YOUR GOAL
Copy each line of the entries that contains the word "next".

INFORMATION SHOWN
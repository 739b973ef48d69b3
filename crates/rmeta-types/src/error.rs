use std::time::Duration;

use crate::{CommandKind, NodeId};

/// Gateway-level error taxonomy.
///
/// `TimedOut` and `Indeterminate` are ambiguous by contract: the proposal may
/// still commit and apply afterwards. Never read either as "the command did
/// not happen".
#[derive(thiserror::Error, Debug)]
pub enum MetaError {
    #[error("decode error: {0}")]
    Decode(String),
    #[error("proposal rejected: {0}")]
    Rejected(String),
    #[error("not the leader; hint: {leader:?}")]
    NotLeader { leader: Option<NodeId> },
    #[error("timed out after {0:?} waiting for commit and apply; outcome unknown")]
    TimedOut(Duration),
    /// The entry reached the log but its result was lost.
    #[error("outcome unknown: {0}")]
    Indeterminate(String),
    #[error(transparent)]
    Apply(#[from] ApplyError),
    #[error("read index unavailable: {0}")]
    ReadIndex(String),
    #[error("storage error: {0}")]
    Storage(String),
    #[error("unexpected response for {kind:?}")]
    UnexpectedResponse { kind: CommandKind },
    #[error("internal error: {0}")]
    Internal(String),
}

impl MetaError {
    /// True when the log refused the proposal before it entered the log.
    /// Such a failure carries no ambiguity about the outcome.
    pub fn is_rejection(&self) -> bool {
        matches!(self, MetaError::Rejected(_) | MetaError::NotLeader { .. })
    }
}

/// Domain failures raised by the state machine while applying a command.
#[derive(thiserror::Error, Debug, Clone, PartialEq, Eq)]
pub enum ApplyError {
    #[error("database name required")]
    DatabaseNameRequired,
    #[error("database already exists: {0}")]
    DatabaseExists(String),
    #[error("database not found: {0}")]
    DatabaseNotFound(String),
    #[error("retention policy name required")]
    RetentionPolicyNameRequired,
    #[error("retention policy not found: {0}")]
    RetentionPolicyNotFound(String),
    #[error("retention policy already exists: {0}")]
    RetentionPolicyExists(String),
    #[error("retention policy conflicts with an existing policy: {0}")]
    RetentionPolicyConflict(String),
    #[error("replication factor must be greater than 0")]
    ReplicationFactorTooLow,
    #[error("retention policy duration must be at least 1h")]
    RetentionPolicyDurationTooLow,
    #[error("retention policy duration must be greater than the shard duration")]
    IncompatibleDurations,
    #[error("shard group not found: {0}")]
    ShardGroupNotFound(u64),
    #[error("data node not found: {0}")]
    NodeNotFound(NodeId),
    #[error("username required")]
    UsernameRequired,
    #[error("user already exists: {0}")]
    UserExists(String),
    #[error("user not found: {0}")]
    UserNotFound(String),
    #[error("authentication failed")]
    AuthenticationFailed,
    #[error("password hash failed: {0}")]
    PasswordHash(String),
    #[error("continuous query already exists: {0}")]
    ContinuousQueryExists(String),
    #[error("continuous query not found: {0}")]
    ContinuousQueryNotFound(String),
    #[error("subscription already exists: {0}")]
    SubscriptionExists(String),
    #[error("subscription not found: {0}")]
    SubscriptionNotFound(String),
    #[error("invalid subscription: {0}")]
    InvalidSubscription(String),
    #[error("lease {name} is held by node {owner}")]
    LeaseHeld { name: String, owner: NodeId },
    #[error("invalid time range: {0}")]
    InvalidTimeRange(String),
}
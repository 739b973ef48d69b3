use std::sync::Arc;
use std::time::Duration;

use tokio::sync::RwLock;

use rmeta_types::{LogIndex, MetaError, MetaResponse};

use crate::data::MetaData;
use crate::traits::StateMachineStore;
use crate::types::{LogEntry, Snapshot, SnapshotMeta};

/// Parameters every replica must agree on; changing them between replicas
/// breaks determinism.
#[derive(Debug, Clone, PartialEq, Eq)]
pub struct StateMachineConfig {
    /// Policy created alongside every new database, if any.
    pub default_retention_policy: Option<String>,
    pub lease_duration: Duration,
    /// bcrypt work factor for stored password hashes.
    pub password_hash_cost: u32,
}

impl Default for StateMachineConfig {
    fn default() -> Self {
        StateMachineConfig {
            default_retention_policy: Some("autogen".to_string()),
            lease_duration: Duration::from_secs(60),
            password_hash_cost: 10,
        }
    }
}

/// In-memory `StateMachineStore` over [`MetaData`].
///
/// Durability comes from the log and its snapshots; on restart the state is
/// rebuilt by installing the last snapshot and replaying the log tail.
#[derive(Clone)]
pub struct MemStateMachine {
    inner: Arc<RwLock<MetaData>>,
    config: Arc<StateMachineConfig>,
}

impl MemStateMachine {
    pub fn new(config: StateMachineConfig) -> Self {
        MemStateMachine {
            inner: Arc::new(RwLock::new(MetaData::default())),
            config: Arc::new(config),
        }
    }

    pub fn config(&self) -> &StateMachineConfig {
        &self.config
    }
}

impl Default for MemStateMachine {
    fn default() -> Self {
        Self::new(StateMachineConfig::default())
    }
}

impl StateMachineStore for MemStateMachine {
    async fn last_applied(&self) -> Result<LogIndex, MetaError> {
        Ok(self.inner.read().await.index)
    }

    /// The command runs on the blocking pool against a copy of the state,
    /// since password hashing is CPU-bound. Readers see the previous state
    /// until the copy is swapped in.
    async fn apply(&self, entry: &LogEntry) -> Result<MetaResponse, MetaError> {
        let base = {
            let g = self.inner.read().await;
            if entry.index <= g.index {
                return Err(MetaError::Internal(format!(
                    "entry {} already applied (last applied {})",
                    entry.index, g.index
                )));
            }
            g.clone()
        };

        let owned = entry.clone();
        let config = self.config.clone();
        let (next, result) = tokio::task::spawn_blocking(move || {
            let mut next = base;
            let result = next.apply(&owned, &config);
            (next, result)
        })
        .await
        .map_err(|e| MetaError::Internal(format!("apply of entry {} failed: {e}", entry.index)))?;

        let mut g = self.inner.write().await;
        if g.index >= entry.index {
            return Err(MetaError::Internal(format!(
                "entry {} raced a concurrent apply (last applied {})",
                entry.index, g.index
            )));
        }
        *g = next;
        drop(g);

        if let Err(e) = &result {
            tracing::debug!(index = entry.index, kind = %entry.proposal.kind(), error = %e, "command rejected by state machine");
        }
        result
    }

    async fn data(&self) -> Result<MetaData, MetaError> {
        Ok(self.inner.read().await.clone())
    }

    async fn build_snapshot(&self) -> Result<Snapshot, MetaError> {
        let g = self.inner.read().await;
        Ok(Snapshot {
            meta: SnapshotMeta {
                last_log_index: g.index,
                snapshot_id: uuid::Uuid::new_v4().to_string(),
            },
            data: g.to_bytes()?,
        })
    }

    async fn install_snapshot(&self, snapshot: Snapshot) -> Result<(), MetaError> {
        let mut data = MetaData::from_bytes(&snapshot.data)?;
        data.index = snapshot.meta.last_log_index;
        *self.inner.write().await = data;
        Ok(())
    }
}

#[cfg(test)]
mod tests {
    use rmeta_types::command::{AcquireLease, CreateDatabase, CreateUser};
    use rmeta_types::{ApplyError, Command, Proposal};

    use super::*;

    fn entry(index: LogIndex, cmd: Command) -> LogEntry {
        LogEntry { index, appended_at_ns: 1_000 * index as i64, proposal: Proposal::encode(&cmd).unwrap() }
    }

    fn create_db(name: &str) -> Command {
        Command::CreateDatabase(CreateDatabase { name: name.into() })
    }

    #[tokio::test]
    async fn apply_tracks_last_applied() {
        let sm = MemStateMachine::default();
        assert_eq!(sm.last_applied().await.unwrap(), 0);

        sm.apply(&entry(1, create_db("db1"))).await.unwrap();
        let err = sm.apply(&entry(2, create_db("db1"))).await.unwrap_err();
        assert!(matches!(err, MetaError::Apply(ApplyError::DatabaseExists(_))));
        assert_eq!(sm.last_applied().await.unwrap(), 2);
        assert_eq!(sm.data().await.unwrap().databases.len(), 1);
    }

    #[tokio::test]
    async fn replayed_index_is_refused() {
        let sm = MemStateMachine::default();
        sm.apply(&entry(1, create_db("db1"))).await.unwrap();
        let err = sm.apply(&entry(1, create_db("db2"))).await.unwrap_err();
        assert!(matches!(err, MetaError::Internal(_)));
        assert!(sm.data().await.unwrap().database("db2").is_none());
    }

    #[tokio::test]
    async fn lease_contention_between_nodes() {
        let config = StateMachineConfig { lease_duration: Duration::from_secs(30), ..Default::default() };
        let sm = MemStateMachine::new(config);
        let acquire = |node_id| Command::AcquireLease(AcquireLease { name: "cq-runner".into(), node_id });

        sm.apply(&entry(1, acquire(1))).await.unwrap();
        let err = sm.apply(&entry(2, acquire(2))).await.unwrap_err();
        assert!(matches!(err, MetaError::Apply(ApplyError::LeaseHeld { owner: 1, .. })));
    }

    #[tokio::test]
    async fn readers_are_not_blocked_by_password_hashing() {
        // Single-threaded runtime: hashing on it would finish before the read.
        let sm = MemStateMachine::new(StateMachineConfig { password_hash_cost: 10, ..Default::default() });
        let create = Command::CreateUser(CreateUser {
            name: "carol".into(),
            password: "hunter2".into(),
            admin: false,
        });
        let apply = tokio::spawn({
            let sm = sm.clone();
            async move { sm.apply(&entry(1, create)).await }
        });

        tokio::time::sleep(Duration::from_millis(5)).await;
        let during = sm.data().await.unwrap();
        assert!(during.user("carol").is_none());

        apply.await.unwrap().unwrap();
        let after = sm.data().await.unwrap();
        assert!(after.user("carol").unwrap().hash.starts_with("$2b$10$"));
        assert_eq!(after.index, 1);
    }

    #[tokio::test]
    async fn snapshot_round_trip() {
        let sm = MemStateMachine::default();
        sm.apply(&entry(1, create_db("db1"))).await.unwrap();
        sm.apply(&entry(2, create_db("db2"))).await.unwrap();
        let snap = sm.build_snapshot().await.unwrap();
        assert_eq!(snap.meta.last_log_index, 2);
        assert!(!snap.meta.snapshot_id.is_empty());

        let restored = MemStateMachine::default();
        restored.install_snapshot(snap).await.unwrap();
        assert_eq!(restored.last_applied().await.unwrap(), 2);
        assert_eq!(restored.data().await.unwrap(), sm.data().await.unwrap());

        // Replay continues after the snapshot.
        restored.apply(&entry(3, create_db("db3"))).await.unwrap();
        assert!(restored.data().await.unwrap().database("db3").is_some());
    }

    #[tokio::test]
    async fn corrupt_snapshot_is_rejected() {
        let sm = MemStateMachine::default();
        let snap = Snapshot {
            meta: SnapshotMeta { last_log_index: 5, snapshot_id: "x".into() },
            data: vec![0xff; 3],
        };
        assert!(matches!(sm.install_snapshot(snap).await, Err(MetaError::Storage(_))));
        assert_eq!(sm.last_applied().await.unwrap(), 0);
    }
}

WRITTEN ANSWER
        let (next, result) = tokio::task::spawn_blocking(move || {
            let mut next = base;
            let result = next.apply(&owned, &config);
            (next, result)
        *g = next;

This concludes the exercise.